While we are all focused on the horrors of Ukraine, the Superpowers are busy going after tiny remote islands that are hard to spot on a map but of immense strategic security importance. While the West is busy expunging the record of colonial history by banning flags, China and Russia are busy planting flags on places hardly anybody can locate on a map. It is odd that in the modern world, tiny little specks of ground in the midst of huge oceans should matter anymore. But they do. If the world is like a Monopoly Board, Russia and China are staking claims to territory that had previously been valued at practically nothing. China, in particular, is now island-hopping and island-shopping. Islomania is now driving geopolitics amongst all the Superpowers.
Note that President Putin’s close advisor, Alexander Dugin has long written about the idea that “Thalassocracies” (states that project power through control of the seas and shipping lanes) are more powerful than “Tellurocracies" (land-based hegemony"). Remember that Peter the Great, Putin’s idol, turned Russia into a Thalassocracy or sea power, a feat admired by Alfred Thayer Mahan. The book Thayer-Mahan published in 1890 remains the playbook for modern maritime strategy.
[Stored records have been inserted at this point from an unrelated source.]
pub mod batch;
pub mod engine;
pub mod error;
pub mod executor;
pub mod job;
pub mod pool;
pub mod report;
pub mod resources;
pub mod schedule;

use std::path::PathBuf;

pub fn version() -> &'static str {
    env!("CARGO_PKG_VERSION")
}

pub fn get_config_dir() -> anyhow::Result<PathBuf> {
    dirs::config_dir()
        .ok_or_else(|| anyhow::anyhow!("Failed to get config directory"))
        .map(|p| p.join("corun"))
}

pub fn get_data_dir() -> anyhow::Result<PathBuf> {
    dirs::data_dir()
        .ok_or_else(|| anyhow::anyhow!("Failed to get data directory"))
        .map(|p| p.join("corun"))
}

/// Default directory for per-job logs.
pub fn get_log_dir() -> anyhow::Result<PathBuf> {
    Ok(get_data_dir()?.join("logs"))
}
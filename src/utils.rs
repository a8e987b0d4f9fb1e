use clap::builder::{
    styling::{AnsiColor, Effects},
    Styles,
};
use std::time::Duration;

pub mod parsers;

pub use parsers::{parse_gpu_indices, parse_memory, parse_time_limit};

/// Format duration for display in HH:MM:SS format.
///
/// Hours are the largest unit and may exceed 24.
///
/// # Examples
///
/// ```
/// use std::time::Duration;
/// use corun::utils::format_duration;
///
/// assert_eq!(format_duration(Duration::from_secs(45)), "00:00:45");
/// assert_eq!(format_duration(Duration::from_secs(9045)), "02:30:45");
/// assert_eq!(format_duration(Duration::from_secs(90000)), "25:00:00");
/// ```
pub fn format_duration(duration: Duration) -> String {
    let total_secs = duration.as_secs();
    let hours = total_secs / 3600;
    let minutes = (total_secs % 3600) / 60;
    let seconds = total_secs % 60;

    format!("{:02}:{:02}:{:02}", hours, minutes, seconds)
}

/// Short human form of a job's elapsed time: sub-second runs keep
/// milliseconds, anything longer uses [`format_duration`].
pub fn format_elapsed(duration: Duration) -> String {
    if duration < Duration::from_secs(1) {
        format!("{}ms", duration.as_millis())
    } else {
        format_duration(duration)
    }
}

pub const STYLES: Styles = Styles::styled()
    .header(AnsiColor::Green.on_default().effects(Effects::BOLD))
    .usage(AnsiColor::Green.on_default().effects(Effects::BOLD))
    .literal(AnsiColor::Cyan.on_default().effects(Effects::BOLD))
    .placeholder(AnsiColor::Cyan.on_default());
use crate::jobfile::load_jobs;
use anyhow::{Context, Result};
use corun::config::Config;
use corun::core::batch::LocalBatch;
use corun::core::engine::Engine;
use corun::core::report::RunReport;
use corun::utils::format_elapsed;
use owo_colors::OwoColorize;
use std::path::Path;
use tabled::{builder::Builder, settings::style::Style};

pub async fn handle_run(config: &Config, jobs_path: &Path, json: bool) -> Result<bool> {
    let jobs = load_jobs(jobs_path)?;
    if jobs.is_empty() {
        println!("No jobs found.");
        return Ok(true);
    }

    let pool = config.build_pool();
    tracing::info!(
        "Running {} job(s) on {} core(s), GPUs {:?}",
        jobs.len(),
        pool.total_cores(),
        pool.free_gpus()
    );

    let engine = Engine::process(config.engine_config()?);
    let mut batch = LocalBatch::new(engine, pool);
    for job in jobs {
        batch.submit(job);
    }

    let report = batch
        .run()
        .await
        .with_context(|| format!("Run of {} aborted", jobs_path.display()))?;

    if json {
        println!("{}", serde_json::to_string_pretty(&report)?);
    } else {
        println!("{}", render_summary(&report));
    }

    let failed = report.failures().count();
    if failed > 0 {
        eprintln!(
            "{}",
            format!("{failed} of {} job(s) failed", report.len()).red()
        );
    }
    Ok(report.all_succeeded())
}

/// One row per job in submission order.
fn render_summary(report: &RunReport) -> String {
    let mut builder = Builder::default();
    builder.push_record(["ID", "NAME", "CORES", "GPUS", "ELAPSED", "RESULT"]);

    for record in report.by_job_id() {
        let gpus = if record.gpu_ids.is_empty() {
            "-".to_string()
        } else {
            record
                .gpu_ids
                .iter()
                .map(|g| g.to_string())
                .collect::<Vec<_>>()
                .join(",")
        };
        let result = if record.success() {
            "ok".green().to_string()
        } else {
            record.outcome.to_string().red().to_string()
        };

        builder.push_record([
            record.job_id.to_string(),
            record.name.clone(),
            record.cores.to_string(),
            gpus,
            format_elapsed(record.elapsed()),
            result,
        ]);
    }

    builder.build().with(Style::rounded()).to_string()
}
I noticed this trend and wrote about it back in 2015 when China began making a play for the Azores. It sits in the island chain called Macaronesia. It belongs to Portugal and has a NATO-built airfield in Lajes. But, when Portugal hit the wall with its debt problem after the Financial Crisis, it began to think of clever ways to raise cash for the coffers. They sold Golden Visas to foreigners, initially mainly to Chinese nationals. They also sold their airline and telecom assets to the Chinese. In addition, they started to cut a deal with China that would allow China to use the airbase in Lajes. NATO had said they didn’t want to pay rent for it at the time. There was no need for the facility. But Portugal needed cash. By 2020, the US, which had not been paying attention, suddenly realized the game and started pressing Portugal to push China out. After all, if Diego Garcia in the British-controlled Chagos island chain is critical to US military operations in the Middle East and across Asia, you can understand why China might find the Azores valuable as a foothold in the Atlantic.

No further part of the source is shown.